■ **EXERCISE DIRECTIONS**:
The records are to be copied exactly and in full.

-- PROVIDED DATA follows --

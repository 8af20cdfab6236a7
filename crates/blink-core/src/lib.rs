//! blink-core — shared types, wire format, and configuration.
//! All other Blink crates depend on this one.

pub mod config;
pub mod identity;
pub mod message;
pub mod wire;

pub use identity::{Gender, Identity, IdentityProvider, PeerHash};
pub use message::Presence;
pub use wire::{decode, encode, DecodeError, EncodeError, Packet, PacketKind};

-- PROVIDED DATA concluded --

■ **SOLUTION**:
repository 8af20cdfab6236a7
filename crates/blink-core/src/lib.rs
//! blink-core — shared types, wire format, and configuration.
//! All other Blink crates depend on this one.

pub mod config;
pub mod identity;
pub mod message;
pub mod wire;

pub use identity::{Gender, Identity, IdentityProvider, PeerHash};
pub use message::Presence;
pub use wire::{decode, encode, DecodeError, EncodeError, Packet, PacketKind};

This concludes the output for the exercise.